#### Task:
Find every line below with the string "pattern" and pick it out.

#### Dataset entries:
=== Begin Enclosure ===
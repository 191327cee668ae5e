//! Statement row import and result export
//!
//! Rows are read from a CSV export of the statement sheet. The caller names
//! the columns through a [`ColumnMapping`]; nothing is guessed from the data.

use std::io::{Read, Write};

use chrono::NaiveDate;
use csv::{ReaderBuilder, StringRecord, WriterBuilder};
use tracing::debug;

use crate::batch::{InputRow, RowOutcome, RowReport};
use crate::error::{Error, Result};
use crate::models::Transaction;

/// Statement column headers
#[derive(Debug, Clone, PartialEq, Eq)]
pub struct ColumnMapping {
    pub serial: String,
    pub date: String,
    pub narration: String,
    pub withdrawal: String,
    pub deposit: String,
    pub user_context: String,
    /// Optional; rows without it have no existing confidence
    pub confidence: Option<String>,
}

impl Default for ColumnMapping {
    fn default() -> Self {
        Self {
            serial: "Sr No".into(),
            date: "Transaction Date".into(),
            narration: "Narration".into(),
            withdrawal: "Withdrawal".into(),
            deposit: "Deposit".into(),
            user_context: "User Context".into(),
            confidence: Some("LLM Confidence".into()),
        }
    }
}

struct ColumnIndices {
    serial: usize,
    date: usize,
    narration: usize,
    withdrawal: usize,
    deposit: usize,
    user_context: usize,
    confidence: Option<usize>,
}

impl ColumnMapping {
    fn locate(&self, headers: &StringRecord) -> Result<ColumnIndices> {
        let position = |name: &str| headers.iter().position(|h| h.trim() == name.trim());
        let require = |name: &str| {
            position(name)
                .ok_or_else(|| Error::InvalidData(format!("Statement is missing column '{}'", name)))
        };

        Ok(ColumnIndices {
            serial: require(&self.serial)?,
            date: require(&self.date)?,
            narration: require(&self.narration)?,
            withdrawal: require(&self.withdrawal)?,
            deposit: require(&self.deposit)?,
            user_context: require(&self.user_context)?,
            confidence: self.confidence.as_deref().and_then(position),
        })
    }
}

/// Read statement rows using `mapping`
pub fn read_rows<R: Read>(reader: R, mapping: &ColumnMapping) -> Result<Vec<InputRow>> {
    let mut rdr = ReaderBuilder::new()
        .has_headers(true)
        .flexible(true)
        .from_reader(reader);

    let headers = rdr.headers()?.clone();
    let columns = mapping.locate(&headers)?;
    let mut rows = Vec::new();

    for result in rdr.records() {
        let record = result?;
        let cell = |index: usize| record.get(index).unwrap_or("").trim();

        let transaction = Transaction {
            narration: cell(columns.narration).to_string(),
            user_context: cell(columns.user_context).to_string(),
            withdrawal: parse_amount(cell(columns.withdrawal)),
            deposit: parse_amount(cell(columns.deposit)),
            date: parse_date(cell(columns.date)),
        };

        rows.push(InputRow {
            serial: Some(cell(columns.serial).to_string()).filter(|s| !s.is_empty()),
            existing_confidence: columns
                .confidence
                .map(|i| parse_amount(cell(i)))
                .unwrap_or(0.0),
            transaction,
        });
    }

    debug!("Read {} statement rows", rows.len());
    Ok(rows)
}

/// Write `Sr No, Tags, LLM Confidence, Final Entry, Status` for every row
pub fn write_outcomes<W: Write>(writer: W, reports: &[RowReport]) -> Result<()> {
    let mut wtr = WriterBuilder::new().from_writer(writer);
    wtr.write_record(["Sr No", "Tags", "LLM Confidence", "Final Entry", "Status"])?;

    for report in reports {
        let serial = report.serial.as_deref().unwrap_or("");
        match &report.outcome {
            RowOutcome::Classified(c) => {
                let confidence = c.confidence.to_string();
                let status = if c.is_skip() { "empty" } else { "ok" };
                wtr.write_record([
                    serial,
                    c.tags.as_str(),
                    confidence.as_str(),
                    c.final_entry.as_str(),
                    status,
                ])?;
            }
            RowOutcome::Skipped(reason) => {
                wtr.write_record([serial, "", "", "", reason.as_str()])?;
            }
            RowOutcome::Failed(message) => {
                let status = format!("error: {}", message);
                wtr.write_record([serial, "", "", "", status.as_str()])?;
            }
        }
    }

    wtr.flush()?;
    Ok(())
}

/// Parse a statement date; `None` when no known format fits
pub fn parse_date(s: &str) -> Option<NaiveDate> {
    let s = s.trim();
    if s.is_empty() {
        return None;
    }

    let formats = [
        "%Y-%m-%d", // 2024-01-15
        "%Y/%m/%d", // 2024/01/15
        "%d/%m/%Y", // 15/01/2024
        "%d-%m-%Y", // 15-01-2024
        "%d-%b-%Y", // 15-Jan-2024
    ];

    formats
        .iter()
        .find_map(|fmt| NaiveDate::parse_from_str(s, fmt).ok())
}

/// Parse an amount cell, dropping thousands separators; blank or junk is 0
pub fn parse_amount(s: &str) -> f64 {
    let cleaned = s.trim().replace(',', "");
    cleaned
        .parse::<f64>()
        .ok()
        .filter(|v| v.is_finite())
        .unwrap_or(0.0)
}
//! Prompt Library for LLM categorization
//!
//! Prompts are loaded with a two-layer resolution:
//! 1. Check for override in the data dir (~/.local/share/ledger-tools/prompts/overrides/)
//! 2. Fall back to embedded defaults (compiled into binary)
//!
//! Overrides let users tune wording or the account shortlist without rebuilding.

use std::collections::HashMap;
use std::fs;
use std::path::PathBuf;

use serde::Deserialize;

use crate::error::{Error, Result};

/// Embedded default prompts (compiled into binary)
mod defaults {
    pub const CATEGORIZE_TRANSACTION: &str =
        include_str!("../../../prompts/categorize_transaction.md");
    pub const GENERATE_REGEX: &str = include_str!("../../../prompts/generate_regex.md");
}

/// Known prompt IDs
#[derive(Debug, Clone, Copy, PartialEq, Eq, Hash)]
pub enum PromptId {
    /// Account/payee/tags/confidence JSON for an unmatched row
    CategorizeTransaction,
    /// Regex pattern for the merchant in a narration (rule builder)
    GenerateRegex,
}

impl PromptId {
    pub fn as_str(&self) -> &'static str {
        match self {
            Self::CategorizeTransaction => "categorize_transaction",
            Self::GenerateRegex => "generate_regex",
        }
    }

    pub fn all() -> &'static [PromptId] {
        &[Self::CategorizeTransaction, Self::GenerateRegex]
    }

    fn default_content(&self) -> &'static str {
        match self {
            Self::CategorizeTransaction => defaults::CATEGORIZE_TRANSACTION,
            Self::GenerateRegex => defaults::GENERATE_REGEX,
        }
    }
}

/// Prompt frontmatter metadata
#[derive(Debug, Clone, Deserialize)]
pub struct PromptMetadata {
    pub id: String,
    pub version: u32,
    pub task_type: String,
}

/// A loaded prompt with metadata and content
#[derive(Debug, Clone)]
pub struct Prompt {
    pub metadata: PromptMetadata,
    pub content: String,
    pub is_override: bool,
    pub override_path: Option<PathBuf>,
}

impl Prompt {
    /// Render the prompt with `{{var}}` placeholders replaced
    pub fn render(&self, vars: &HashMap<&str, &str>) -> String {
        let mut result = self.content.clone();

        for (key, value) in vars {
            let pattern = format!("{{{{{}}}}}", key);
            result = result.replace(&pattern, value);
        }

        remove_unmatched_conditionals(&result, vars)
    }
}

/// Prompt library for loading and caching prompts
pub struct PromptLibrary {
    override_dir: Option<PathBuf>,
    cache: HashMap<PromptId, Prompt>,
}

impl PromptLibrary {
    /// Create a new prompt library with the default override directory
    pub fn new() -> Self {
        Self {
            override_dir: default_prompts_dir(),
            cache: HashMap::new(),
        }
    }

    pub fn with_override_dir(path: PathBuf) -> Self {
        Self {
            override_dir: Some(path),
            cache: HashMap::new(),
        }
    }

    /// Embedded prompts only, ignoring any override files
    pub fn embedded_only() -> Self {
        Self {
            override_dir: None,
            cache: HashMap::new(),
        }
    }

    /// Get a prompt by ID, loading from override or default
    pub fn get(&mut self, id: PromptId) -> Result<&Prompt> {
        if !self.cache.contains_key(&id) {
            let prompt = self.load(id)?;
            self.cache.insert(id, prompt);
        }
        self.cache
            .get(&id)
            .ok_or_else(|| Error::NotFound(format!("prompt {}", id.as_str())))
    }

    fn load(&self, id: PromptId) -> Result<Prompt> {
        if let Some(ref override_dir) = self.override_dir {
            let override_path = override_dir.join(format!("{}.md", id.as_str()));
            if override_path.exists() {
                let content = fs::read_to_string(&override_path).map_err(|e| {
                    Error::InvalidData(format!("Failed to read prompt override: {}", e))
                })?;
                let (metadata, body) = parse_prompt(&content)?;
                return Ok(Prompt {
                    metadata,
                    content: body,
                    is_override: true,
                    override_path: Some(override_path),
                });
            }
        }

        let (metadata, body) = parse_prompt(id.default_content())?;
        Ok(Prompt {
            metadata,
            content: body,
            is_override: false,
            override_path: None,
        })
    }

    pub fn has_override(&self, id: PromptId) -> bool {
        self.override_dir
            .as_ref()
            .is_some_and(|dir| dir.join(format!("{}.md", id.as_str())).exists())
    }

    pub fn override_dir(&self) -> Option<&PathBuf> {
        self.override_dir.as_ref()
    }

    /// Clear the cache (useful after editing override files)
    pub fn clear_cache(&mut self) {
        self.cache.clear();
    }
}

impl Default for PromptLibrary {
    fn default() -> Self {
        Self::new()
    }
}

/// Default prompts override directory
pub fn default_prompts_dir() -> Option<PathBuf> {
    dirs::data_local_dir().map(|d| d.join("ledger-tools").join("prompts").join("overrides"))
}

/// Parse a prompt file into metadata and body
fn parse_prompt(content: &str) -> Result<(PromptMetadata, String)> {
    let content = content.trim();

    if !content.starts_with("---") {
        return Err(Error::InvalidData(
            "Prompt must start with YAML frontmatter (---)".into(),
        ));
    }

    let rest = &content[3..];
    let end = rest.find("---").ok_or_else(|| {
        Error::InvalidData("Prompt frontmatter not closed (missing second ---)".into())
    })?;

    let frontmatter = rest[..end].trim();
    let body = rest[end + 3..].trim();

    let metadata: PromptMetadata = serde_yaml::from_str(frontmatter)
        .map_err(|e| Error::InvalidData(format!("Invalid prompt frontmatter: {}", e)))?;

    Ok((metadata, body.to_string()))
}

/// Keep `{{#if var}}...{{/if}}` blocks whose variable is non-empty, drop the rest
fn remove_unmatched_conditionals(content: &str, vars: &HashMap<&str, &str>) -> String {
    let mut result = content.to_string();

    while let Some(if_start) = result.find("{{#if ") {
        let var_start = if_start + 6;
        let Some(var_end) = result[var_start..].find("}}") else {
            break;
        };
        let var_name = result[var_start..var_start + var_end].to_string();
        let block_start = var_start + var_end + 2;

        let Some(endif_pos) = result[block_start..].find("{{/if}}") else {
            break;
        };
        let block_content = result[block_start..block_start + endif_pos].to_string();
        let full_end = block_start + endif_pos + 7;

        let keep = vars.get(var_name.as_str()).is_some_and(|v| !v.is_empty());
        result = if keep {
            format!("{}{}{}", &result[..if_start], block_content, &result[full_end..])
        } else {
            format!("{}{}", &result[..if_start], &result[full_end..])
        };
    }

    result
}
=== End Enclosure ===
#### Solved problem:
    /// Regex pattern for the merchant in a narration (rule builder)
            let pattern = format!("{{{{{}}}}}", key);
            result = result.replace(&pattern, value);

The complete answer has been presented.